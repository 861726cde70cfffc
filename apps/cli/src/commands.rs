//! CLI command definitions, routing, and tracing setup.

use std::path::{Path, PathBuf};

use clap::{Parser, Subcommand};
use color_eyre::eyre::{Result, eyre};
use indicatif::{ProgressBar, ProgressStyle};
use tracing::info;

use noticescore_core::pipeline::{ProgressReporter, RunConfig, RunResult};
use noticescore_scoring::LinearTextModel;
use noticescore_shared::{AppConfig, OutputFormat, ScoringConfig, init_config, load_config};
use noticescore_storage::Storage;

// ---------------------------------------------------------------------------
// CLI structure
// ---------------------------------------------------------------------------

/// noticescore: flag procurement attachments for accessibility risk.
#[derive(Parser)]
#[command(
    name = "noticescore",
    version,
    about = "Score nightly procurement notice attachments for Section 508 compliance risk.",
    long_about = None,
)]
pub(crate) struct Cli {
    /// Log format: text (default) or json.
    #[arg(long, default_value = "text", global = true)]
    pub log_format: LogFormat,

    /// Verbosity level (-v, -vv, -vvv).
    #[arg(short, long, action = clap::ArgAction::Count, global = true)]
    pub verbose: u8,

    #[command(subcommand)]
    pub command: Command,
}

/// Log output format.
#[derive(Clone, Debug, clap::ValueEnum)]
pub(crate) enum LogFormat {
    Text,
    Json,
}

/// Top-level CLI subcommands.
#[derive(Subcommand)]
pub(crate) enum Command {
    /// Score a nightly feed file whose attachments carry extracted text.
    Score {
        /// Feed JSON file.
        #[arg(long)]
        feed: PathBuf,

        /// Model artifact (defaults to the configured model path).
        #[arg(long, env = "NOTICESCORE_MODEL")]
        model: Option<PathBuf>,

        /// Output root directory (defaults to the configured output dir).
        #[arg(short, long)]
        out: Option<PathBuf>,

        /// Score table format: json or jsonl.
        #[arg(short, long)]
        format: Option<String>,

        /// Texts per classifier call (0 = single batch).
        #[arg(long)]
        chunk_size: Option<usize>,

        /// Do not record the run in the database.
        #[arg(long)]
        no_store: bool,
    },

    /// Inspect recorded runs.
    Runs {
        #[command(subcommand)]
        action: RunsAction,
    },

    /// Model artifact utilities.
    Model {
        #[command(subcommand)]
        action: ModelAction,
    },

    /// Configuration management.
    Config {
        /// Config subcommand.
        #[command(subcommand)]
        action: ConfigAction,
    },
}

/// Run history subcommands.
#[derive(Subcommand)]
pub(crate) enum RunsAction {
    /// List recorded runs, newest first.
    List {
        /// Maximum number of runs to show.
        #[arg(long, default_value = "20")]
        limit: u32,
    },
    /// Show a run's manifest, from the database or a run directory.
    Show {
        /// Run ID, or path to a run output directory.
        run: String,

        /// Also print the scored records.
        #[arg(long)]
        records: bool,
    },
}

/// Model subcommands.
#[derive(Subcommand)]
pub(crate) enum ModelAction {
    /// Load a model artifact and print its summary.
    Inspect {
        /// Model artifact path.
        path: PathBuf,
    },
}

/// Config subcommands.
#[derive(Subcommand)]
pub(crate) enum ConfigAction {
    /// Initialize config file with defaults.
    Init,
    /// Show resolved configuration.
    Show,
}

// ---------------------------------------------------------------------------
// Tracing setup
// ---------------------------------------------------------------------------

/// Initialize tracing based on CLI flags.
pub(crate) fn init_tracing(cli: &Cli) {
    use tracing_subscriber::{EnvFilter, fmt};

    let filter = match cli.verbose {
        0 => "noticescore=info",
        1 => "noticescore=debug",
        _ => "noticescore=trace",
    };

    let env_filter = EnvFilter::try_from_default_env().unwrap_or_else(|_| EnvFilter::new(filter));

    match cli.log_format {
        LogFormat::Text => {
            fmt()
                .with_env_filter(env_filter)
                .with_target(false)
                .with_writer(std::io::stderr)
                .init();
        }
        LogFormat::Json => {
            fmt()
                .json()
                .with_env_filter(env_filter)
                .with_writer(std::io::stderr)
                .init();
        }
    }
}

// ---------------------------------------------------------------------------
// Command dispatch
// ---------------------------------------------------------------------------

/// Run the CLI command.
pub(crate) async fn run(cli: Cli) -> Result<()> {
    match cli.command {
        Command::Score {
            feed,
            model,
            out,
            format,
            chunk_size,
            no_store,
        } => {
            let args = ScoreArgs {
                feed,
                model,
                out,
                format,
                chunk_size,
                no_store,
            };
            cmd_score(args).await
        }
        Command::Runs { action } => match action {
            RunsAction::List { limit } => cmd_runs_list(limit).await,
            RunsAction::Show { run, records } => cmd_runs_show(&run, records).await,
        },
        Command::Model { action } => match action {
            ModelAction::Inspect { path } => cmd_model_inspect(&path),
        },
        Command::Config { action } => match action {
            ConfigAction::Init => cmd_config_init(),
            ConfigAction::Show => cmd_config_show(),
        },
    }
}

/// Flags of `noticescore score`, before merging with the config file.
struct ScoreArgs {
    feed: PathBuf,
    model: Option<PathBuf>,
    out: Option<PathBuf>,
    format: Option<String>,
    chunk_size: Option<usize>,
    no_store: bool,
}

/// Merge CLI flags over the loaded config.
fn build_run_config(args: ScoreArgs, config: &AppConfig) -> Result<RunConfig> {
    let format = match args.format.as_deref() {
        Some(f) => f.parse::<OutputFormat>()?,
        None => config.defaults.format,
    };

    let mut scoring = ScoringConfig::from(config);
    if let Some(chunk_size) = args.chunk_size {
        scoring.chunk_size = chunk_size;
    }

    let db_path = (config.storage.enabled && !args.no_store)
        .then(|| PathBuf::from(&config.storage.db_path));

    Ok(RunConfig {
        feed_path: args.feed,
        model_path: args
            .model
            .unwrap_or_else(|| PathBuf::from(&config.defaults.model_path)),
        output_root: args
            .out
            .unwrap_or_else(|| PathBuf::from(&config.defaults.output_dir)),
        format,
        scoring,
        db_path,
        tool_version: env!("CARGO_PKG_VERSION").to_string(),
    })
}

async fn cmd_score(args: ScoreArgs) -> Result<()> {
    let config = load_config()?;

    if !args.feed.exists() {
        return Err(eyre!("feed file '{}' does not exist", args.feed.display()));
    }

    let run_config = build_run_config(args, &config)?;

    info!(
        feed = %run_config.feed_path.display(),
        model = %run_config.model_path.display(),
        "scoring feed"
    );

    let reporter = CliProgress::new();
    let result = noticescore_core::pipeline::run(&run_config, &reporter).await?;

    println!();
    println!("  Run complete!");
    println!("  ID:       {}", result.run_id);
    println!("  Records:  {}", result.record_count);
    for (label, count) in &result.label_counts {
        println!("  Label {label}:  {count}");
    }
    println!("  Dropped:  {} notice(s) without a url", result.stats.notices_missing_url);
    println!("  Output:   {}", result.scores_path.display());
    println!("  Time:     {:.1}s", result.elapsed.as_secs_f64());
    println!();

    Ok(())
}

// ---------------------------------------------------------------------------
// CLI progress reporter
// ---------------------------------------------------------------------------

/// CLI progress reporter using an indicatif spinner.
struct CliProgress {
    spinner: ProgressBar,
}

impl CliProgress {
    fn new() -> Self {
        let spinner = ProgressBar::new_spinner();
        let style = ProgressStyle::with_template("{spinner:.cyan} {msg}")
            .unwrap_or_else(|_| ProgressStyle::default_spinner())
            .tick_strings(&["⠋", "⠙", "⠹", "⠸", "⠼", "⠴", "⠦", "⠧", "⠇", "⠏"]);
        spinner.set_style(style);
        spinner.enable_steady_tick(std::time::Duration::from_millis(80));
        Self { spinner }
    }
}

impl ProgressReporter for CliProgress {
    fn phase(&self, name: &str) {
        self.spinner.set_message(name.to_string());
    }

    fn done(&self, _result: &RunResult) {
        self.spinner.finish_and_clear();
    }
}

// ---------------------------------------------------------------------------
// Run history
// ---------------------------------------------------------------------------

async fn open_history() -> Result<Storage> {
    let config = load_config()?;
    let path = PathBuf::from(&config.storage.db_path);
    Ok(Storage::open_readonly(&path).await?)
}

async fn cmd_runs_list(limit: u32) -> Result<()> {
    let storage = open_history().await?;
    let runs = storage.list_runs(limit).await?;

    if runs.is_empty() {
        println!("No runs recorded.");
        return Ok(());
    }

    for run in runs {
        println!(
            "{}  {}  {:>6} records  model {}  {}",
            run.run_id,
            run.created_at.format("%Y-%m-%d %H:%M:%S"),
            run.record_count,
            short_digest(&run.model_digest),
            run.feed_path,
        );
    }
    Ok(())
}

/// First 12 characters of a model digest.
fn short_digest(digest: &str) -> String {
    digest.chars().take(12).collect()
}

async fn cmd_runs_show(run: &str, with_records: bool) -> Result<()> {
    let run_dir = Path::new(run);
    if run_dir.is_dir() {
        let manifest = noticescore_core::output::read_manifest(run_dir)?;
        println!("{}", serde_json::to_string_pretty(&manifest)?);
        if with_records {
            let records = noticescore_core::output::read_scores(run_dir)?;
            println!("{}", serde_json::to_string_pretty(&records)?);
        }
        return Ok(());
    }

    let storage = open_history().await?;
    let manifest = storage
        .get_run(run)
        .await?
        .ok_or_else(|| eyre!("no run with id '{run}'"))?;
    println!("{}", serde_json::to_string_pretty(&manifest)?);

    if with_records {
        let records = storage.records_for_run(run).await?;
        println!("{}", serde_json::to_string_pretty(&records)?);
    }
    Ok(())
}

// ---------------------------------------------------------------------------
// Model / config
// ---------------------------------------------------------------------------

fn cmd_model_inspect(path: &Path) -> Result<()> {
    let model = LinearTextModel::load(path)?;
    println!("{}", serde_json::to_string_pretty(&model.summary())?);
    Ok(())
}

fn cmd_config_init() -> Result<()> {
    let path = init_config()?;
    println!("Config initialized at: {}", path.display());
    Ok(())
}

fn cmd_config_show() -> Result<()> {
    let config: AppConfig = load_config()?;
    let toml_str = toml::to_string_pretty(&config)?;
    println!("{toml_str}");
    Ok(())
}
#[cfg(test)]
mod tests {
    use super::*;

    fn artifact() -> LinearModelArtifact {
        let vocabulary = [("accessibility", 0), ("section", 1), ("508", 2), ("pizza", 3)]
            .into_iter()
            .map(|(term, column)| (term.to_string(), column))
            .collect();
        LinearModelArtifact {
            format_version: 1,
            name: Some("test".into()),
            lowercase: true,
            ngram_range: (1, 1),
            sublinear_tf: false,
            norm: Norm::None,
            vocabulary,
            idf: None,
            coef: vec![1.0, 0.5, 0.5, -2.0],
            intercept: -0.25,
            classes: [0, 1],
        }
    }

    fn texts(items: &[&str]) -> Vec<String> {
        items.iter().map(|s| s.to_string()).collect()
    }

    fn assert_close(actual: f64, expected: f64) {
        assert!(
            (actual - expected).abs() < 1e-9,
            "expected {expected}, got {actual}"
        );
    }

    #[test]
    fn margins_and_labels_from_raw_counts() {
        let model = LinearTextModel::from_artifact(artifact()).expect("model");
        let input = texts(&["Section 508 ACCESSIBILITY", "pizza", ""]);

        let margins = model.decision_function(&input).unwrap();
        assert_close(margins[0], 1.75);
        assert_close(margins[1], -2.25);
        assert_close(margins[2], -0.25);
        assert_eq!(model.predict(&input).unwrap(), vec![1, 0, 0]);
    }

    #[test]
    fn single_character_tokens_are_ignored() {
        let mut art = artifact();
        art.vocabulary.insert("a".into(), 3);
        art.vocabulary.remove("pizza");
        let model = LinearTextModel::from_artifact(art).unwrap();
        let margins = model.decision_function(&texts(&["a a a"])).unwrap();
        assert_close(margins[0], -0.25);
    }

    #[test]
    fn l2_norm_scales_term_vector() {
        let mut art = artifact();
        art.norm = Norm::L2;
        let model = LinearTextModel::from_artifact(art).unwrap();
        let margins = model
            .decision_function(&texts(&["section section 508"]))
            .unwrap();
        assert_close(margins[0], 1.5 / 5f64.sqrt() - 0.25);
    }

    #[test]
    fn idf_and_sublinear_tf_apply_per_column() {
        let mut art = artifact();
        art.idf = Some(vec![2.0, 1.0, 1.0, 1.0]);
        art.sublinear_tf = true;
        let model = LinearTextModel::from_artifact(art).unwrap();
        let margins = model
            .decision_function(&texts(&["accessibility accessibility"]))
            .unwrap();
        assert_close(margins[0], (1.0 + 2f64.ln()) * 2.0 - 0.25);
    }

    #[test]
    fn bigrams_are_matched_when_enabled() {
        let mut art = artifact();
        art.ngram_range = (1, 2);
        art.vocabulary.remove("pizza");
        art.vocabulary.insert("section 508".into(), 3);
        art.coef[3] = 3.0;
        let model = LinearTextModel::from_artifact(art).unwrap();
        let margins = model.decision_function(&texts(&["Section 508"])).unwrap();
        assert_close(margins[0], 0.5 + 0.5 + 3.0 - 0.25);
    }

    #[test]
    fn custom_class_labels_are_returned() {
        let mut art = artifact();
        art.classes = [-1, 7];
        let model = LinearTextModel::from_artifact(art).unwrap();
        assert_eq!(model.predict(&texts(&["508", "pizza"])).unwrap(), vec![7, -1]);
    }

    #[test]
    fn inconsistent_artifacts_are_rejected() {
        let mut art = artifact();
        art.coef.pop();
        let err = LinearTextModel::from_artifact(art).unwrap_err();
        assert!(err.to_string().contains("vocabulary has 4 terms but coef has 3"));

        let mut art = artifact();
        art.vocabulary.insert("pizza".into(), 9);
        let err = LinearTextModel::from_artifact(art).unwrap_err();
        assert!(err.to_string().contains("out-of-range column 9"));

        let mut art = artifact();
        art.idf = Some(vec![1.0]);
        assert!(LinearTextModel::from_artifact(art).is_err());

        let mut art = artifact();
        art.ngram_range = (2, 1);
        assert!(LinearTextModel::from_artifact(art).is_err());

        let mut art = artifact();
        art.format_version = 2;
        let err = LinearTextModel::from_artifact(art).unwrap_err();
        assert!(err.to_string().contains("unsupported format_version 2"));

        let mut art = artifact();
        art.classes = [1, 1];
        assert!(LinearTextModel::from_artifact(art).is_err());
    }

    #[test]
    fn unbounded_ngram_range_is_rejected() {
        let mut art = artifact();
        art.ngram_range = (1, usize::MAX);
        let err = LinearTextModel::from_artifact(art).unwrap_err();
        assert!(matches!(err, NoticeScoreError::ModelLoad { .. }));
        assert!(err.to_string().contains("invalid ngram_range"));

        let mut art = artifact();
        art.ngram_range = (1, MAX_NGRAM);
        let model = LinearTextModel::from_artifact(art).expect("largest allowed range");
        let margins = model.decision_function(&texts(&["section 508"])).unwrap();
        assert_close(margins[0], 0.75);
    }

    #[test]
    fn shared_columns_are_rejected() {
        let mut art = artifact();
        art.vocabulary.insert("pizza".into(), 0);
        let err = LinearTextModel::from_artifact(art).unwrap_err();
        assert!(err.to_string().contains("1 terms share a column"));
    }

    #[test]
    fn digest_is_stable_for_equal_artifacts() {
        let mut art = artifact();
        art.vocabulary = (0..50).map(|n| (format!("term{n}"), n)).collect();
        art.coef = vec![0.1; 50];

        let a = LinearTextModel::from_artifact(art.clone()).unwrap();
        let b = LinearTextModel::from_artifact(art).unwrap();
        assert_eq!(a.digest(), b.digest());
    }

    #[test]
    fn load_reads_artifact_and_digest() {
        let dir = tempfile::tempdir().expect("tempdir");
        let path = dir.path().join("best_clf.json");
        let bytes = serde_json::to_vec(&artifact()).unwrap();
        std::fs::write(&path, &bytes).unwrap();

        let model = LinearTextModel::load(&path).expect("load");
        assert_eq!(model.digest(), sha256_hex(&bytes));
        let summary = model.summary();
        assert_eq!(summary.vocabulary_size, 4);
        assert_eq!(summary.classes, [0, 1]);
        assert!(!summary.has_idf);
    }

    #[test]
    fn load_failures_are_model_load_errors() {
        let dir = tempfile::tempdir().expect("tempdir");

        let missing = dir.path().join("absent.json");
        let err = LinearTextModel::load(&missing).unwrap_err();
        assert!(matches!(err, NoticeScoreError::ModelLoad { .. }));

        let corrupt = dir.path().join("corrupt.json");
        std::fs::write(&corrupt, b"\x80\x04pickle").unwrap();
        let err = LinearTextModel::load(&corrupt).unwrap_err();
        assert!(matches!(err, NoticeScoreError::ModelLoad { .. }));
        assert!(err.to_string().contains("invalid artifact"));
    }
}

- **PROBLEM TO WORK ON**
Only the number is wanted: how many lines of the material above include the word "nightly"?

- **RESPONSE BOX**
2